With this case series, we would like to emphasize two main points. First, that an EUS exam should not be limited on a single area but should also include a systematic and detailed examination. Secondly, we would like to draw the attention to the potential role of EUS in the diagnosis of ‘non-digestive’ pathologies. It may sound strange for an endoscopist to diagnose a pulmonary embolism or pneumonia; however, adding this information to an EUS exam report is clinically relevant, contributes to the global management of a clinical case and, finally, indicates a systematic and meticulous exam.

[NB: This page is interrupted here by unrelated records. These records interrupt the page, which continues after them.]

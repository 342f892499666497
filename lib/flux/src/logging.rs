use sloggers::terminal::{Destination, TerminalLoggerBuilder};
use sloggers::types::Severity;
use sloggers::Build;

pub use slog::{crit, debug, error, info, o, trace, warn, Logger};

use crate::config::LoggingConfig;

/// Builds the root logger for the process from a parsed `LoggingConfig`.
///
/// `reflectord` calls this once at startup and threads the returned logger
/// down into every module as a child logger scoped with `o!("module" => ..)`.
pub fn init(config: &LoggingConfig) -> Logger {
    let mut builder = TerminalLoggerBuilder::new();
    builder.level(parse_severity(&config.level));
    builder.destination(parse_destination(&config.destination));

    builder
        .build()
        .expect("logging configuration must build a usable root logger")
}

/// A logger that discards everything; used in tests and anywhere a `Logger`
/// is required but output is not under test.
pub fn discard() -> Logger {
    Logger::root(slog::Discard, o!())
}

fn parse_severity(level: &str) -> Severity {
    match level {
        "critical" => Severity::Critical,
        "error" => Severity::Error,
        "warning" | "warn" => Severity::Warning,
        "info" => Severity::Info,
        "debug" => Severity::Debug,
        "trace" => Severity::Trace,
        _ => Severity::Info,
    }
}

fn parse_destination(destination: &str) -> Destination {
    match destination {
        "stdout" => Destination::Stdout,
        _ => Destination::Stderr,
    }
}
//! Processor master: resolves and memoises processor paths, and dispatches
//! metadata through them, advancing `next_node` as each stage completes.

use std::collections::HashMap;
use std::sync::{Arc, RwLock};

use crate::metadata::Metadata;
use crate::path::{Path, PathKey};

/// A single pipeline stage. Implementations mutate the metadata mask (and
/// may rewrite the packet via `PacketRef::make_writable`) in place.
pub trait Processor: Send + Sync {
    fn process(&self, meta: &mut Metadata);
}

/// Resolves `(source, destination, listener)` into processor paths and
/// walks metadata through them, one stage per call to `dispatch`'s inner
/// loop.
pub struct ProcessorMaster {
    processors: RwLock<HashMap<String, Arc<dyn Processor>>>,
    paths: RwLock<HashMap<PathKey, Path>>,
}

impl ProcessorMaster {
    pub fn new() -> ProcessorMaster {
        ProcessorMaster {
            processors: RwLock::new(HashMap::new()),
            paths: RwLock::new(HashMap::new()),
        }
    }

    pub fn register_processor(&self, name: impl Into<String>, processor: Arc<dyn Processor>) {
        self.processors.write().unwrap().insert(name.into(), processor);
    }

    /// Returns the memoised path for `key`, building it via `build` on a
    /// cache miss. `build` is only invoked once per distinct key.
    pub fn path_for(&self, key: PathKey, build: impl FnOnce() -> Path) -> Path {
        if let Some(path) = self.paths.read().unwrap().get(&key) {
            return path.clone();
        }
        let path = build();
        self.paths.write().unwrap().insert(key, path.clone());
        path
    }

    /// Runs `meta` through its processor path(s) to completion, returning
    /// the metadata segments ready for the sender (their path exhausted or
    /// empty). Partitions a mixed fan-out by per-client path before
    /// walking, per the dispatch algorithm in the specification.
    pub fn dispatch(&self, meta: Metadata) -> Vec<Metadata> {
        let mut finished = Vec::new();
        for group in meta.partition_by_path() {
            finished.push(self.walk(group));
        }
        finished
    }

    fn walk(&self, mut meta: Metadata) -> Metadata {
        loop {
            let path = match meta.path_for(0) {
                Some(path) => path.clone(),
                None => break,
            };
            if meta.next_node() >= path.len() {
                break;
            }
            let node = &path.nodes()[meta.next_node()];
            if let Some(processor) = self.processors.read().unwrap().get(node.name.as_ref()) {
                processor.process(&mut meta);
            }
            meta.advance();
        }
        meta
    }
}

impl Default for ProcessorMaster {
    fn default() -> ProcessorMaster {
        ProcessorMaster::new()
    }
}

#[cfg(test)]
mod tests {
    use super::*;
    use crate::metadata::ClientDescriptor;
    use crate::packet::{Packet, PacketRef};
    use crate::path::PathNode;
    use std::sync::Arc;

    struct UppercaseFirstByte;
    impl Processor for UppercaseFirstByte {
        fn process(&self, meta: &mut Metadata) {
            let rewritten = meta.packet().clone().make_writable(|orig| {
                let mut buffer = orig.buffer().to_vec();
                if let Some(first) = buffer.first_mut() {
                    *first = first.to_ascii_uppercase();
                }
                Packet::new(orig.session_id, orig.receive_port, orig.listener_name.clone(), orig.sender_addr, buffer)
            });
            *meta = Metadata::new(rewritten, meta.clients().to_vec());
        }
    }

    fn packet_ref(buffer: &[u8]) -> PacketRef {
        PacketRef::new(Packet::new(1, 1234, "udp-0".to_owned(), "127.0.0.1:9".parse().unwrap(), buffer.to_vec()))
    }

    fn client(ip: &str) -> ClientDescriptor {
        ClientDescriptor {
            address: ip.parse().unwrap(),
            last_seen: 0,
            listener_id: 0,
            permanent: false,
        }
    }

    #[test]
    fn dispatch_runs_single_stage_path_to_completion() {
        let master = ProcessorMaster::new();
        master.register_processor("upper", Arc::new(UppercaseFirstByte));

        let path = Path::new(vec![PathNode {
            handle: 1,
            name: Arc::from("upper"),
        }])
        .unwrap();

        let mut meta = Metadata::new(packet_ref(b"hello"), vec![client("10.0.0.1")]);
        meta.set_path_for(0, Some(path));

        let mut finished = master.dispatch(meta);
        assert_eq!(finished.len(), 1);
        let meta = finished.remove(0);
        assert_eq!(meta.next_node(), 1);
        assert_eq!(meta.packet().buffer(), b"Hello");
    }

    #[test]
    fn empty_path_passes_straight_through() {
        let master = ProcessorMaster::new();
        let meta = Metadata::new(packet_ref(b"hello"), vec![client("10.0.0.1")]);
        let finished = master.dispatch(meta);
        assert_eq!(finished.len(), 1);
        assert_eq!(finished[0].next_node(), 0);
    }

    #[test]
    fn path_for_memoises_build() {
        let master = ProcessorMaster::new();
        let key = PathKey {
            source: "10.0.0.1".parse().unwrap(),
            destination: "10.0.0.2".parse().unwrap(),
            listener_id: 0,
        };
        let calls = Arc::new(std::sync::atomic::AtomicUsize::new(0));
        let calls2 = calls.clone();
        let build = move || {
            calls2.fetch_add(1, std::sync::atomic::Ordering::SeqCst);
            Path::empty()
        };
        let _ = master.path_for(key.clone(), build.clone());
        let _ = master.path_for(key, build);
        assert_eq!(calls.load(std::sync::atomic::Ordering::SeqCst), 1);
    }
}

A good starting point for the diagnosis of extra-digestive pathologies is the identification of previously known lesions detected by means of other imaging modalities. In addition we suggest the following EUS stations: (i) positioning of the endoscope at the upper oesophagus gives the opportunity to inspect the thyroid gland which has the ultrasound aspect of an ‘ectopic pancreas’; (ii) identification of the pulmonary artery is easy and it could become part of a routine exam of the mediastinal lymph nodes; (iii) positioning of the endoscope close to the gastro-oesophageal junction and clockwise/counterclockwise rotation allows detection of small quantities of pleural fluid as well as of atelectasis; (iv) positioning at the gastric cardia or fundus and clockwise rotation permits the evaluation of the hepatic veins; (v) exploration of the tail of the pancreas gives the opportunity to evaluate the left kidney and adrenal gland, while positioning of the endoscope in the second portion of the duodenum allows inspection of the right kidney, adrenal gland and abdominal aorta. Progressively, endoscopists become familiar with non-digestive abnormalities, however, collaboration with an expert endosonographer or radiologist maybe necessary in order to avoid diagnostic pitfalls.
These concepts are further supported by several prior studies, in which, EUS was successfully used in the evaluation and diagnostic management of renal lesions [1–3], renal vein thrombosis [4], aortic intramural lesions [5], inferior vena cava thrombosis [4], pleural fluid collections [6] and pelvic diseases [7]. In particular, we would like to mention the expanding role of EUS-FNA in the management of lung masses located close to the oesophagus, since recent data suggest a 97% diagnostic accuracy, with a low complication rate of 1.6% [8].
In conclusion, with this article we would encourage endoscopic ultrasonographers to extend the horizons of EUS beyond the limits of current practice. Diagnosis of non-digestive pathologies during endoscopic ultrasound requires a methodical and careful approach to EUS examination but can yield important benefits for the patient.
ACKNOWLEDGEMENTS
The authors would like to thank Mrs Michailidou Kyriaki for her English editing service and Mr Azar Stavros for his technical support.
FUNDING
G.M. received a research grant by Cook Medical, Ireland.
Conflict of interest: none declared.